**WHAT IS NEEDED**
Could each entry be returned exactly as it appears?

**RECORDS PROVIDED**
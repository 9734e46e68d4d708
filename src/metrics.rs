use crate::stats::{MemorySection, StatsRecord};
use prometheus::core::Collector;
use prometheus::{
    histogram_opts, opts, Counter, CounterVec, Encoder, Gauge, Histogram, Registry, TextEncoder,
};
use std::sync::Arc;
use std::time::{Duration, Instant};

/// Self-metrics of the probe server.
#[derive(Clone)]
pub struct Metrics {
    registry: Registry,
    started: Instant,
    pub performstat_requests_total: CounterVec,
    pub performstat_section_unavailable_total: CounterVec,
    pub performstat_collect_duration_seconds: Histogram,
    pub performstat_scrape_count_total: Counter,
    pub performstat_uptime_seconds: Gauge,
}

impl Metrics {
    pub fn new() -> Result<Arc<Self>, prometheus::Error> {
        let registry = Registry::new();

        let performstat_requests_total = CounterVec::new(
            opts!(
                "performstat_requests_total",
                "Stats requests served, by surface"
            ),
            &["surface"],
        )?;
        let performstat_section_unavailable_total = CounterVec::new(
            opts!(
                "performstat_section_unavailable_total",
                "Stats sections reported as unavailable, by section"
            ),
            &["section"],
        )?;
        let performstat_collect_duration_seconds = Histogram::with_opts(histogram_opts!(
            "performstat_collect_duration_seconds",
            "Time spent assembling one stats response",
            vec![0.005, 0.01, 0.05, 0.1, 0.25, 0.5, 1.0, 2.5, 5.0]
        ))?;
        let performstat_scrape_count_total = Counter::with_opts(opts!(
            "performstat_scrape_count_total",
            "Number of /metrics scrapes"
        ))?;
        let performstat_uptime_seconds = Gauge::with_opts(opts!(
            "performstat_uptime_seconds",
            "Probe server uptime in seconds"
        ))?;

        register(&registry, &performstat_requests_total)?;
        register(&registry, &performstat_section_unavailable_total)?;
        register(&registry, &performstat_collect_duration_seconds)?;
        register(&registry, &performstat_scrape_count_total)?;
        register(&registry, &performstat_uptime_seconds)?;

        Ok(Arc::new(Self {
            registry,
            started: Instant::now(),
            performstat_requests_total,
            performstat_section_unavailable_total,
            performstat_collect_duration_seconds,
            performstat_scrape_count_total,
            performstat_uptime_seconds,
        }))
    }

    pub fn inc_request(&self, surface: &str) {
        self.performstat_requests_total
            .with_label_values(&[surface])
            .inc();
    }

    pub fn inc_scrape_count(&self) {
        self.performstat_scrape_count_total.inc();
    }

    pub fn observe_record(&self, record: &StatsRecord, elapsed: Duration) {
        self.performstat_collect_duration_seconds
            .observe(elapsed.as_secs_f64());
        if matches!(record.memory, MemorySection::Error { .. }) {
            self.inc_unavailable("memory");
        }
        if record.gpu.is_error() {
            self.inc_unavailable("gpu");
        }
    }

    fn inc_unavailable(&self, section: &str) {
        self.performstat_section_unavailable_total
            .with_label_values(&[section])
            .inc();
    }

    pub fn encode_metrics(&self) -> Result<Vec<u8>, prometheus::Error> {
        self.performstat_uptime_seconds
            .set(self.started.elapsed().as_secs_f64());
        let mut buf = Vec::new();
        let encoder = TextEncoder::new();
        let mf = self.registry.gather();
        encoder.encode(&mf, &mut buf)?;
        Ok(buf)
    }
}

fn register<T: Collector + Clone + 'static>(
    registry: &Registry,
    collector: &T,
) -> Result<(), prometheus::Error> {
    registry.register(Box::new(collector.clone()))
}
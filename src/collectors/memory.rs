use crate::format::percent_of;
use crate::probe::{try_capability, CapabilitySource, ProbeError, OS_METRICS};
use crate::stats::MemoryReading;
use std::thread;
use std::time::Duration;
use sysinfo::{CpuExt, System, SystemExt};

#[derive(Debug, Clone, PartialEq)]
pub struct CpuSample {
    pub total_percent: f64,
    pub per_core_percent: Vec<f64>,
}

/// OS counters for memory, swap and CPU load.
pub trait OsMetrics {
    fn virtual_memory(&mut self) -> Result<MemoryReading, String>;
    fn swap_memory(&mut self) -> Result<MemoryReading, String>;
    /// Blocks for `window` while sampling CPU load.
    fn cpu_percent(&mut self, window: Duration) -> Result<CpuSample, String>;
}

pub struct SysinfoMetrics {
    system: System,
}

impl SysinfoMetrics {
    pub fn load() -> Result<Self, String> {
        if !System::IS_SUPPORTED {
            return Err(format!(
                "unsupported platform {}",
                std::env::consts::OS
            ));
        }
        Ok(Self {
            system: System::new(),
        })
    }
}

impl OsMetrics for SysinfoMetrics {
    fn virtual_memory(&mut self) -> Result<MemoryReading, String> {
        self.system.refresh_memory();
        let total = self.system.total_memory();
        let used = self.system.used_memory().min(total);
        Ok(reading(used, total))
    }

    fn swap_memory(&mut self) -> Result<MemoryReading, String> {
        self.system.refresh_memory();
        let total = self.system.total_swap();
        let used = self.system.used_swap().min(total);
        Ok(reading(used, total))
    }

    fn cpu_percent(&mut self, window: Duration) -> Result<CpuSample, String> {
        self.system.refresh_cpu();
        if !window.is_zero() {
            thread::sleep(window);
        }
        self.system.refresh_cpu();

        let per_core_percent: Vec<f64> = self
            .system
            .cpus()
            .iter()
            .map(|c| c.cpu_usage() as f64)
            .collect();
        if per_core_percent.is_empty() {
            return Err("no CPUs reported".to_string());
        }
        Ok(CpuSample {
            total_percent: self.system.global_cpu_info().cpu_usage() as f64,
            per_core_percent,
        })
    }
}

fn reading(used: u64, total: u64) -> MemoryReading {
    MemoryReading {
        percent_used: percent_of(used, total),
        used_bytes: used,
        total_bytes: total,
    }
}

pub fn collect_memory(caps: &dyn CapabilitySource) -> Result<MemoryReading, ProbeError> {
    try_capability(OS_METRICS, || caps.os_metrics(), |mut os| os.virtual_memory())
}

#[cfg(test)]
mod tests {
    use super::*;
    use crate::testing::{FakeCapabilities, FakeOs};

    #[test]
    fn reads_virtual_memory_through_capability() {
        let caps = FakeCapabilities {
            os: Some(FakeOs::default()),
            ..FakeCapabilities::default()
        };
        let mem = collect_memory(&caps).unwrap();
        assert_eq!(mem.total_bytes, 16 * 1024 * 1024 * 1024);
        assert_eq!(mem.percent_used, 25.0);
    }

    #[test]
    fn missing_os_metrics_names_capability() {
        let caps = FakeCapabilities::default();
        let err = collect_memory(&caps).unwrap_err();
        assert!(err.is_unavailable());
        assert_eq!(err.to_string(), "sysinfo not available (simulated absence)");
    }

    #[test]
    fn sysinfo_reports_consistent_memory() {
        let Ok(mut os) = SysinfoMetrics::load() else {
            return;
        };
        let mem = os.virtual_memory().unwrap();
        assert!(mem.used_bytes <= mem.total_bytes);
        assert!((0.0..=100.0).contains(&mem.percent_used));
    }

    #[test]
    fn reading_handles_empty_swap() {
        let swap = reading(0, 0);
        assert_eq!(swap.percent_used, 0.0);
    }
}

**TASK SOLUTION**
repository 9734e46e68d4d708
filename src/metrics.rs
use crate::stats::{MemorySection, StatsRecord};
use prometheus::core::Collector;
use prometheus::{
    histogram_opts, opts, Counter, CounterVec, Encoder, Gauge, Histogram, Registry, TextEncoder,
};
use std::sync::Arc;
use std::time::{Duration, Instant};

/// Self-metrics of the probe server.
#[derive(Clone)]
pub struct Metrics {
    registry: Registry,
    started: Instant,
    pub performstat_requests_total: CounterVec,
    pub performstat_section_unavailable_total: CounterVec,
    pub performstat_collect_duration_seconds: Histogram,
    pub performstat_scrape_count_total: Counter,
    pub performstat_uptime_seconds: Gauge,
}

impl Metrics {
    pub fn new() -> Result<Arc<Self>, prometheus::Error> {
        let registry = Registry::new();

        let performstat_requests_total = CounterVec::new(
            opts!(
                "performstat_requests_total",
                "Stats requests served, by surface"
            ),
            &["surface"],
        )?;
        let performstat_section_unavailable_total = CounterVec::new(
            opts!(
                "performstat_section_unavailable_total",
                "Stats sections reported as unavailable, by section"
            ),
            &["section"],
        )?;
        let performstat_collect_duration_seconds = Histogram::with_opts(histogram_opts!(
            "performstat_collect_duration_seconds",
            "Time spent assembling one stats response",
            vec![0.005, 0.01, 0.05, 0.1, 0.25, 0.5, 1.0, 2.5, 5.0]
        ))?;
        let performstat_scrape_count_total = Counter::with_opts(opts!(
            "performstat_scrape_count_total",
            "Number of /metrics scrapes"
        ))?;
        let performstat_uptime_seconds = Gauge::with_opts(opts!(
            "performstat_uptime_seconds",
            "Probe server uptime in seconds"
        ))?;

        register(&registry, &performstat_requests_total)?;
        register(&registry, &performstat_section_unavailable_total)?;
        register(&registry, &performstat_collect_duration_seconds)?;
        register(&registry, &performstat_scrape_count_total)?;
        register(&registry, &performstat_uptime_seconds)?;

        Ok(Arc::new(Self {
            registry,
            started: Instant::now(),
            performstat_requests_total,
            performstat_section_unavailable_total,
            performstat_collect_duration_seconds,
            performstat_scrape_count_total,
            performstat_uptime_seconds,
        }))
    }

    pub fn inc_request(&self, surface: &str) {
        self.performstat_requests_total
            .with_label_values(&[surface])
            .inc();
    }

    pub fn inc_scrape_count(&self) {
        self.performstat_scrape_count_total.inc();
    }

    pub fn observe_record(&self, record: &StatsRecord, elapsed: Duration) {
        self.performstat_collect_duration_seconds
            .observe(elapsed.as_secs_f64());
        if matches!(record.memory, MemorySection::Error { .. }) {
            self.inc_unavailable("memory");
        }
        if record.gpu.is_error() {
            self.inc_unavailable("gpu");
        }
    }

    fn inc_unavailable(&self, section: &str) {
        self.performstat_section_unavailable_total
            .with_label_values(&[section])
            .inc();
    }

    pub fn encode_metrics(&self) -> Result<Vec<u8>, prometheus::Error> {
        self.performstat_uptime_seconds
            .set(self.started.elapsed().as_secs_f64());
        let mut buf = Vec::new();
        let encoder = TextEncoder::new();
        let mf = self.registry.gather();
        encoder.encode(&mf, &mut buf)?;
        Ok(buf)
    }
}

fn register<T: Collector + Clone + 'static>(
    registry: &Registry,
    collector: &T,
) -> Result<(), prometheus::Error> {
    registry.register(Box::new(collector.clone()))
}
filename src/collectors/memory.rs
use crate::format::percent_of;
use crate::probe::{try_capability, CapabilitySource, ProbeError, OS_METRICS};
use crate::stats::MemoryReading;
use std::thread;
use std::time::Duration;
use sysinfo::{CpuExt, System, SystemExt};

#[derive(Debug, Clone, PartialEq)]
pub struct CpuSample {
    pub total_percent: f64,
    pub per_core_percent: Vec<f64>,
}

/// OS counters for memory, swap and CPU load.
pub trait OsMetrics {
    fn virtual_memory(&mut self) -> Result<MemoryReading, String>;
    fn swap_memory(&mut self) -> Result<MemoryReading, String>;
    /// Blocks for `window` while sampling CPU load.
    fn cpu_percent(&mut self, window: Duration) -> Result<CpuSample, String>;
}

pub struct SysinfoMetrics {
    system: System,
}

impl SysinfoMetrics {
    pub fn load() -> Result<Self, String> {
        if !System::IS_SUPPORTED {
            return Err(format!(
                "unsupported platform {}",
                std::env::consts::OS
            ));
        }
        Ok(Self {
            system: System::new(),
        })
    }
}

impl OsMetrics for SysinfoMetrics {
    fn virtual_memory(&mut self) -> Result<MemoryReading, String> {
        self.system.refresh_memory();
        let total = self.system.total_memory();
        let used = self.system.used_memory().min(total);
        Ok(reading(used, total))
    }

    fn swap_memory(&mut self) -> Result<MemoryReading, String> {
        self.system.refresh_memory();
        let total = self.system.total_swap();
        let used = self.system.used_swap().min(total);
        Ok(reading(used, total))
    }

    fn cpu_percent(&mut self, window: Duration) -> Result<CpuSample, String> {
        self.system.refresh_cpu();
        if !window.is_zero() {
            thread::sleep(window);
        }
        self.system.refresh_cpu();

        let per_core_percent: Vec<f64> = self
            .system
            .cpus()
            .iter()
            .map(|c| c.cpu_usage() as f64)
            .collect();
        if per_core_percent.is_empty() {
            return Err("no CPUs reported".to_string());
        }
        Ok(CpuSample {
            total_percent: self.system.global_cpu_info().cpu_usage() as f64,
            per_core_percent,
        })
    }
}

fn reading(used: u64, total: u64) -> MemoryReading {
    MemoryReading {
        percent_used: percent_of(used, total),
        used_bytes: used,
        total_bytes: total,
    }
}

pub fn collect_memory(caps: &dyn CapabilitySource) -> Result<MemoryReading, ProbeError> {
    try_capability(OS_METRICS, || caps.os_metrics(), |mut os| os.virtual_memory())
}

#[cfg(test)]
mod tests {
    use super::*;
    use crate::testing::{FakeCapabilities, FakeOs};

    #[test]
    fn reads_virtual_memory_through_capability() {
        let caps = FakeCapabilities {
            os: Some(FakeOs::default()),
            ..FakeCapabilities::default()
        };
        let mem = collect_memory(&caps).unwrap();
        assert_eq!(mem.total_bytes, 16 * 1024 * 1024 * 1024);
        assert_eq!(mem.percent_used, 25.0);
    }

    #[test]
    fn missing_os_metrics_names_capability() {
        let caps = FakeCapabilities::default();
        let err = collect_memory(&caps).unwrap_err();
        assert!(err.is_unavailable());
        assert_eq!(err.to_string(), "sysinfo not available (simulated absence)");
    }

    #[test]
    fn sysinfo_reports_consistent_memory() {
        let Ok(mut os) = SysinfoMetrics::load() else {
            return;
        };
        let mem = os.virtual_memory().unwrap();
        assert!(mem.used_bytes <= mem.total_bytes);
        assert!((0.0..=100.0).contains(&mem.percent_used));
    }

    #[test]
    fn reading_handles_empty_swap() {
        let swap = reading(0, 0);
        assert_eq!(swap.percent_used, 0.0);
    }
}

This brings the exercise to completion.